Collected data
---*---

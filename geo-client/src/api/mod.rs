//! Reporting endpoint abstraction.
//!
//! The geofencing service talks to two endpoints:
//! - `report_geo_events()` submits a batch of fired events and returns the
//!   campaign states and confirmed message ids
//! - `send_seen()` reports messages the user has opened
//!
//! The HTTP client lives with the host application; tests use
//! [`MockReportingApi`].

mod mock;

pub use mock::MockReportingApi;

use async_trait::async_trait;
use geocast_types::{GeoEventReportRequest, GeoEventReportResponse, SeenStatusRequest};
use thiserror::Error;

/// Reporting endpoint errors.
#[derive(Debug, Clone, PartialEq, Eq, Error)]
pub enum ApiError {
    /// The endpoint could not be reached.
    #[error("endpoint unreachable: {0}")]
    Unreachable(String),

    /// The endpoint answered with an error status.
    #[error("server error {status}: {message}")]
    Server {
        /// HTTP status code.
        status: u16,
        /// Error message from the response body.
        message: String,
    },

    /// The endpoint rejected the request content.
    #[error("request rejected: {0}")]
    Validation(String),

    /// The request or response could not be (de)serialized.
    #[error("serialization failed: {0}")]
    Serialization(String),
}

impl ApiError {
    /// Whether resubmitting the same request may succeed.
    pub fn is_retryable(&self) -> bool {
        matches!(self, Self::Unreachable(_) | Self::Server { .. })
    }
}

/// Client side of the reporting endpoints.
#[async_trait]
pub trait ReportingApi: Send + Sync {
    /// Submit a batch of geo event reports.
    async fn report_geo_events(
        &self,
        request: &GeoEventReportRequest,
    ) -> Result<GeoEventReportResponse, ApiError>;

    /// Report messages the user has seen.
    async fn send_seen(&self, request: &SeenStatusRequest) -> Result<(), ApiError>;
}
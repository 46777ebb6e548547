//! Region event occurrence accounting.
//!
//! A [`RegionEvent`] counts how often one event type fired inside one region
//! and when it last fired. Validity is re-derived on every call from the
//! limit, the cooldown and the caller-supplied `now`; nothing is cached.

use chrono::{DateTime, Duration, Utc};
use geocast_types::{EventRecord, EventType};

/// Occurrence tracking for one event type within one region.
#[derive(Debug, Clone, PartialEq, Eq)]
pub struct RegionEvent {
    event_type: EventType,
    limit: u32,
    timeout_minutes: u32,
    occurrence_count: u32,
    last_occurrence: Option<DateTime<Utc>>,
}

impl RegionEvent {
    /// Create an event that has never occurred.
    ///
    /// A `limit` of 0 means unlimited.
    pub fn new(event_type: EventType, limit: u32, timeout_minutes: u32) -> Self {
        Self {
            event_type,
            limit,
            timeout_minutes,
            occurrence_count: 0,
            last_occurrence: None,
        }
    }

    /// The event used when a campaign defines none: one entry, no cooldown.
    pub fn default_entry() -> Self {
        Self::new(EventType::Entry, 1, 0)
    }

    /// Event direction.
    pub fn event_type(&self) -> EventType {
        self.event_type
    }

    /// Maximum occurrences (0 = unlimited).
    pub fn limit(&self) -> u32 {
        self.limit
    }

    /// Cooldown after each occurrence.
    pub fn timeout_minutes(&self) -> u32 {
        self.timeout_minutes
    }

    /// Number of times the event fired.
    pub fn occurrence_count(&self) -> u32 {
        self.occurrence_count
    }

    /// When the event last fired.
    pub fn last_occurrence(&self) -> Option<DateTime<Utc>> {
        self.last_occurrence
    }

    /// Whether the event may fire at `now`.
    ///
    /// The limit is a lifetime cap: once reached, no amount of elapsed time
    /// makes the event valid again.
    pub fn is_valid(&self, now: DateTime<Utc>) -> bool {
        let under_limit = self.limit == 0 || self.occurrence_count < self.limit;
        let cooled_down = match self.last_occurrence {
            None => true,
            Some(last) => last
                .checked_add_signed(Duration::minutes(i64::from(self.timeout_minutes)))
                .is_some_and(|ready_at| now >= ready_at),
        };
        under_limit && cooled_down
    }

    /// Record one occurrence at `now`.
    pub fn occur(&mut self, now: DateTime<Utc>) {
        self.occurrence_count = self.occurrence_count.saturating_add(1);
        self.last_occurrence = Some(now);
    }

    /// Build from a flat record. Unknown types and missing limits yield `None`.
    pub fn from_record(record: &EventRecord) -> Option<Self> {
        let event_type = EventType::parse(&record.event_type)?;
        let limit = record.limit?;
        Some(Self {
            event_type,
            limit,
            timeout_minutes: record.timeout_in_minutes.unwrap_or(0),
            occurrence_count: record.rate.unwrap_or(0),
            last_occurrence: record.last_occur,
        })
    }

    /// Flat record including counters.
    pub fn to_record(&self) -> EventRecord {
        EventRecord {
            event_type: self.event_type.as_str().to_string(),
            limit: Some(self.limit),
            timeout_in_minutes: Some(self.timeout_minutes),
            rate: Some(self.occurrence_count),
            last_occur: self.last_occurrence,
        }
    }
}
//! Pending report buffer for geocast.
//!
//! This module provides a queue for unreported geo events with:
//! - FIFO ordering by creation time
//! - In-flight tracking (reports submitted but not yet confirmed)
//! - Max size limits to prevent unbounded memory growth
//!
//! The buffer is used by geocast-client to batch report submissions.
//! Reports are enqueued when an event fires, dequeued in batches for
//! submission, and remain "in flight" until the server confirms receipt.
//! A failed submission puts the whole batch back, in its original order.

use chrono::{DateTime, Utc};
use geocast_types::{EventType, GeoEventReport, SdkMessageId};
use serde::{Deserialize, Serialize};
use std::collections::{HashMap, VecDeque};
use thiserror::Error;

/// Error type for buffer operations.
#[derive(Debug, Clone, PartialEq, Eq, Error)]
pub enum BufferError {
    /// Buffer is at capacity.
    #[error("report buffer full (capacity: {capacity})")]
    Full {
        /// Current buffer capacity.
        capacity: usize,
    },
}

/// A fired event waiting for server confirmation.
#[derive(Debug, Clone, PartialEq, Eq, Serialize, Deserialize)]
#[serde(rename_all = "camelCase")]
pub struct PendingReport {
    /// Device-generated id for the event's message.
    pub provisional_message_id: SdkMessageId,
    /// Campaign the event belongs to.
    pub campaign_id: String,
    /// Region the event happened in.
    pub geo_area_id: String,
    /// Event direction.
    pub event_type: EventType,
    /// Message id of the campaign push.
    pub campaign_message_id: String,
    /// When the event fired.
    pub timestamp: DateTime<Utc>,
}

impl PendingReport {
    /// Create a report with a fresh provisional id.
    pub fn new(
        campaign_id: impl Into<String>,
        geo_area_id: impl Into<String>,
        event_type: EventType,
        campaign_message_id: impl Into<String>,
        timestamp: DateTime<Utc>,
    ) -> Self {
        Self {
            provisional_message_id: SdkMessageId::new(),
            campaign_id: campaign_id.into(),
            geo_area_id: geo_area_id.into(),
            event_type,
            campaign_message_id: campaign_message_id.into(),
            timestamp,
        }
    }

    /// Wire form, with the delay measured up to `now`.
    pub fn to_report(&self, now: DateTime<Utc>) -> GeoEventReport {
        GeoEventReport {
            campaign_id: self.campaign_id.clone(),
            geo_area_id: self.geo_area_id.clone(),
            event: self.event_type,
            message_id: self.campaign_message_id.clone(),
            sdk_message_id: self.provisional_message_id,
            timestamp_delta: (now - self.timestamp).num_milliseconds().max(0),
        }
    }
}

/// Report buffer with in-flight tracking.
///
/// Reports flow through the buffer in this order:
/// 1. `enqueue()` - add to the queue
/// 2. `dequeue_batch()` - remove from queue, move to in-flight
/// 3. `ack()` - remove from in-flight (receipt confirmed)
///
/// If submission fails, call `nack()` to move the batch back to the front.
#[derive(Debug)]
pub struct ReportBuffer {
    /// Maximum number of reports (queued + in flight).
    max_size: usize,
    /// Reports waiting to be submitted.
    queue: VecDeque<PendingReport>,
    /// Reports submitted but not yet confirmed.
    in_flight: HashMap<SdkMessageId, PendingReport>,
}

impl ReportBuffer {
    /// Create a new buffer with the given maximum size.
    pub fn new(max_size: usize) -> Self {
        Self {
            max_size,
            queue: VecDeque::new(),
            in_flight: HashMap::new(),
        }
    }

    /// Create a buffer holding previously persisted reports, oldest first.
    ///
    /// Restored reports are never rejected for capacity.
    pub fn restore(max_size: usize, mut reports: Vec<PendingReport>) -> Self {
        reports.sort_by_key(|r| r.timestamp);
        Self {
            max_size,
            queue: reports.into(),
            in_flight: HashMap::new(),
        }
    }

    /// Fail if one more report would exceed `max_size`.
    pub fn check_capacity(&self) -> Result<(), BufferError> {
        if self.total_count() >= self.max_size {
            return Err(BufferError::Full {
                capacity: self.max_size,
            });
        }
        Ok(())
    }

    /// Add a report to the queue.
    ///
    /// Returns an error if the buffer is full (queued + in flight >= max_size).
    pub fn enqueue(&mut self, report: PendingReport) -> Result<(), BufferError> {
        self.check_capacity()?;
        self.queue.push_back(report);
        Ok(())
    }

    /// Remove up to `max` reports from the front of the queue.
    ///
    /// The reports move to the in-flight set until acknowledged.
    pub fn dequeue_batch(&mut self, max: usize) -> Vec<PendingReport> {
        let count = max.min(self.queue.len());
        let batch: Vec<PendingReport> = self.queue.drain(..count).collect();
        for report in &batch {
            self.in_flight
                .insert(report.provisional_message_id, report.clone());
        }
        batch
    }

    /// Confirm receipt of the given reports.
    pub fn ack(&mut self, ids: &[SdkMessageId]) {
        for id in ids {
            self.in_flight.remove(id);
        }
    }

    /// Negative acknowledge - move reports back to the front of the queue.
    ///
    /// Their relative order is restored by creation time.
    pub fn nack(&mut self, ids: &[SdkMessageId]) {
        let mut returned: Vec<PendingReport> =
            ids.iter().filter_map(|id| self.in_flight.remove(id)).collect();
        returned.sort_by_key(|r| r.timestamp);
        for report in returned.into_iter().rev() {
            self.queue.push_front(report);
        }
    }

    #[cfg(test)]
    fn is_in_flight(&self, id: &SdkMessageId) -> bool {
        self.in_flight.contains_key(id)
    }

    /// Ids of every report in the buffer, queued or in flight.
    pub fn all_ids(&self) -> Vec<SdkMessageId> {
        self.queue
            .iter()
            .map(|r| r.provisional_message_id)
            .chain(self.in_flight.keys().copied())
            .collect()
    }

    /// Number of reports in the queue (not including in flight).
    pub fn len(&self) -> usize {
        self.queue.len()
    }

    /// Check if the queue is empty.
    pub fn is_empty(&self) -> bool {
        self.queue.is_empty()
    }

    #[cfg(test)]
    fn in_flight_count(&self) -> usize {
        self.in_flight.len()
    }

    /// Total number of reports (queued + in flight).
    pub fn total_count(&self) -> usize {
        self.queue.len() + self.in_flight.len()
    }
}
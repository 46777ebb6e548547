//! Run a region event through the service with mock backends.

use anyhow::{Context, Result};
use chrono::{DateTime, Utc};
use geocast_client::{
    EventOutcome, GeoConfig, GeofencingService, MemoryStore, MockLocationMonitor,
    MockReportingApi, ReportStatus, ServiceDeps, ServiceSnapshot,
};
use geocast_types::EventType;
use std::path::Path;
use std::sync::Arc;
use tracing::{debug, info};

/// What to simulate.
#[derive(Debug, Clone)]
pub struct Options {
    /// Geo area id.
    pub area: String,
    /// Event direction.
    pub event: EventType,
    /// Whether the reporting endpoint is unreachable.
    pub offline: bool,
    /// Simulated time.
    pub at: DateTime<Utc>,
}

/// Run the simulate command.
pub async fn run(path: &Path, config: GeoConfig, options: Options) -> Result<()> {
    let payload = super::read_payload(path).await?;
    let (outcomes, snapshot) = simulate(payload, config, &options).await?;
    print!("{}", render(&options, &outcomes, &snapshot));
    Ok(())
}

/// Add the payload, fire one event and collect the result.
pub async fn simulate(
    payload: serde_json::Value,
    mut config: GeoConfig,
    options: &Options,
) -> Result<(Vec<EventOutcome>, ServiceSnapshot)> {
    config.cleanup.enabled = false;
    info!(
        "Simulating {} of {} at {}{}",
        options.event,
        options.area,
        options.at.to_rfc3339(),
        if options.offline { " with the endpoint offline" } else { "" }
    );

    let api = MockReportingApi::new();
    api.set_reachable(!options.offline);
    let at = options.at;
    let deps = ServiceDeps::new(
        Arc::new(api),
        Arc::new(MockLocationMonitor::new()),
        Arc::new(MemoryStore::new()),
    )
    .with_clock(Arc::new(move || at));

    let service = GeofencingService::start(config, deps)
        .await
        .context("Failed to start geofencing service")?;

    let message_id = service.add_message(payload).await?;
    if message_id.is_none() {
        anyhow::bail!("Payload is not a geo campaign");
    }

    let outcomes = service.region_event(options.event, &options.area).await?;
    let snapshot = service.snapshot().await?;
    debug!(
        "{} of {} campaigns fired",
        outcomes.iter().filter(|o| o.fired).count(),
        outcomes.len()
    );
    service.stop().await;
    Ok((outcomes, snapshot))
}

fn render(options: &Options, outcomes: &[EventOutcome], snapshot: &ServiceSnapshot) -> String {
    let mut out = format!(
        "Simulated {} of {} at {}{}\n",
        options.event,
        options.area,
        options.at.to_rfc3339(),
        if options.offline { " (offline)" } else { "" }
    );

    if outcomes.is_empty() {
        out.push_str("  No campaign references this area\n");
    }
    for outcome in outcomes {
        let report = match &outcome.report {
            None => "not reported".to_string(),
            Some(ReportStatus::Delivered) => "delivered".to_string(),
            Some(ReportStatus::Pending) => "pending".to_string(),
            Some(ReportStatus::Rejected(reason)) => format!("rejected ({reason})"),
        };
        out.push_str(&format!(
            "  Campaign {}: {}, report {}, state {:?}\n",
            outcome.campaign_id,
            if outcome.fired { "fired" } else { "ignored" },
            report,
            outcome.state
        ));
    }

    out.push_str(&format!("Pending reports: {}\n", snapshot.pending_reports));
    out.push_str(&format!("Messages ({}):\n", snapshot.messages.len()));
    for record in &snapshot.messages {
        out.push_str(&format!(
            "  {} {:?} {:?}\n",
            record.message_id,
            record.kind,
            record.body.as_deref().unwrap_or("")
        ));
    }
    out
}
pub mod cweeds;
pub mod help_input;

pub use {
    cweeds::{CweedsFormat, StationHeader, TimeFormat, WeatherDataset},
    help_input::{HelpInput, HelpInputKind},
};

---*---

- What the exercise asks
Tally the lines above that include the word "SeenStatusRequest"; answer with the total only.

- Result of this task
2